WORK ORDER:
Return the lines below in which the string "match" occurs.

RECORD SET:
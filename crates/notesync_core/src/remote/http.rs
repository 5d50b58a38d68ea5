//! `reqwest`-backed remote client.
//!
//! # Invariants
//! - Every authenticated call sends `Authorization: Bearer <token>`.
//! - Connect failures and timeouts surface as `RemoteError::Unreachable`.
//! - Response bodies are decoded as envelopes even on non-2xx statuses, so
//!   service rejections keep their message.

use crate::config::ClientConfig;
use crate::model::user::{AuthPayload, LoginUser, Profile, RegisterUser, UpdateProfile};
use crate::remote::client::{RemoteClient, RemoteError, RemoteResult};
use crate::remote::types::{Ack, ApiResponse, RemoteNote, SafePassword};
use async_trait::async_trait;
use log::{debug, warn};
use reqwest::{Client, Method, RequestBuilder, Url};
use serde::de::DeserializeOwned;
use std::time::Instant;

const MAX_ERROR_BODY_CHARS: usize = 200;

/// HTTP binding of [`RemoteClient`].
#[derive(Debug, Clone)]
pub struct HttpRemoteClient {
    http: Client,
    api_root: Url,
}

impl HttpRemoteClient {
    pub fn new(config: &ClientConfig) -> RemoteResult<Self> {
        let api_root = Url::parse(&config.api_root())
            .map_err(|err| RemoteError::Transport(format!("invalid base url: {err}")))?;
        if api_root.cannot_be_a_base() {
            return Err(RemoteError::Transport(format!(
                "base url `{api_root}` cannot carry endpoint paths"
            )));
        }
        let http = Client::builder()
            .timeout(config.request_timeout())
            .user_agent(config.user_agent.as_str())
            .build()
            .map_err(|err| RemoteError::Transport(err.to_string()))?;
        Ok(Self { http, api_root })
    }

    fn endpoint(&self, segments: &[&str]) -> Url {
        let mut url = self.api_root.clone();
        if let Ok(mut path) = url.path_segments_mut() {
            path.pop_if_empty().extend(segments);
        }
        url
    }

    fn request(&self, method: Method, segments: &[&str], token: Option<&str>) -> RequestBuilder {
        let builder = self.http.request(method, self.endpoint(segments));
        match token {
            Some(token) => builder.bearer_auth(token),
            None => builder,
        }
    }

    async fn send<T: DeserializeOwned>(
        &self,
        endpoint: &'static str,
        request: RequestBuilder,
    ) -> RemoteResult<ApiResponse<T>> {
        let started_at = Instant::now();
        let result = execute(request).await;
        match &result {
            Ok(envelope) => debug!(
                "event=remote_call module=remote endpoint={} status=ok success={} duration_ms={}",
                endpoint,
                envelope.success,
                started_at.elapsed().as_millis()
            ),
            Err(err) => warn!(
                "event=remote_call module=remote endpoint={} status=error duration_ms={} error={}",
                endpoint,
                started_at.elapsed().as_millis(),
                err
            ),
        }
        result
    }
}

async fn execute<T: DeserializeOwned>(request: RequestBuilder) -> RemoteResult<ApiResponse<T>> {
    let response = request.send().await.map_err(map_transport_error)?;
    let status = response.status();
    let body = response.bytes().await.map_err(map_transport_error)?;

    match serde_json::from_slice::<ApiResponse<T>>(&body) {
        Ok(envelope) => Ok(envelope),
        Err(err) if status.is_success() => Err(RemoteError::Decode(err.to_string())),
        Err(_) => Err(RemoteError::Status {
            status: status.as_u16(),
            body: String::from_utf8_lossy(&body)
                .chars()
                .take(MAX_ERROR_BODY_CHARS)
                .collect(),
        }),
    }
}

fn map_transport_error(err: reqwest::Error) -> RemoteError {
    if err.is_connect() || err.is_timeout() {
        RemoteError::Unreachable(err.to_string())
    } else if err.is_decode() {
        RemoteError::Decode(err.to_string())
    } else {
        RemoteError::Transport(err.to_string())
    }
}

#[async_trait]
impl RemoteClient for HttpRemoteClient {
    async fn create_account(&self, user: &RegisterUser) -> RemoteResult<ApiResponse<AuthPayload>> {
        let request = self
            .request(Method::POST, &["users", "register_user"], None)
            .json(user);
        self.send("register_user", request).await
    }

    async fn login(&self, credentials: &LoginUser) -> RemoteResult<ApiResponse<AuthPayload>> {
        let request = self
            .request(Method::POST, &["users", "login"], None)
            .json(credentials);
        self.send("login", request).await
    }

    async fn edit_profile(
        &self,
        token: &str,
        fields: &UpdateProfile,
    ) -> RemoteResult<ApiResponse<Profile>> {
        let request = self
            .request(Method::PUT, &["users", "edit_profile"], Some(token))
            .json(fields);
        self.send("edit_profile", request).await
    }

    async fn delete_account(&self, token: &str) -> RemoteResult<Ack> {
        let request = self.request(Method::DELETE, &["users", "delete_account"], Some(token));
        self.send("delete_account", request).await
    }

    async fn create_note(&self, token: &str, note: &RemoteNote) -> RemoteResult<Ack> {
        let request = self
            .request(Method::POST, &["notes", "create_note"], Some(token))
            .json(note);
        self.send("create_note", request).await
    }

    async fn update_note(&self, token: &str, note: &RemoteNote) -> RemoteResult<Ack> {
        let request = self
            .request(Method::PUT, &["notes", "update_note"], Some(token))
            .json(note);
        self.send("update_note", request).await
    }

    async fn delete_note(&self, token: &str, id: &str) -> RemoteResult<Ack> {
        let request = self.request(Method::DELETE, &["notes", "delete_note", id], Some(token));
        self.send("delete_note", request).await
    }

    async fn list_notes(&self, token: &str) -> RemoteResult<ApiResponse<Vec<RemoteNote>>> {
        let request = self.request(Method::GET, &["notes", "load_notes"], Some(token));
        self.send("load_notes", request).await
    }

    async fn set_lock(
        &self,
        token: &str,
        id: &str,
        safe_password: &SafePassword,
    ) -> RemoteResult<Ack> {
        let request = self
            .request(Method::PUT, &["notes", "set_lock", id], Some(token))
            .json(safe_password);
        self.send("set_lock", request).await
    }

    async fn get_locked_note(
        &self,
        token: &str,
        id: &str,
        safe_password: &SafePassword,
    ) -> RemoteResult<ApiResponse<RemoteNote>> {
        let request = self
            .request(Method::POST, &["notes", id], Some(token))
            .json(safe_password);
        self.send("get_locked_note", request).await
    }
}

WRITTEN RESPONSE:
        match token {
        match &result {
    match serde_json::from_slice::<ApiResponse<T>>(&body) {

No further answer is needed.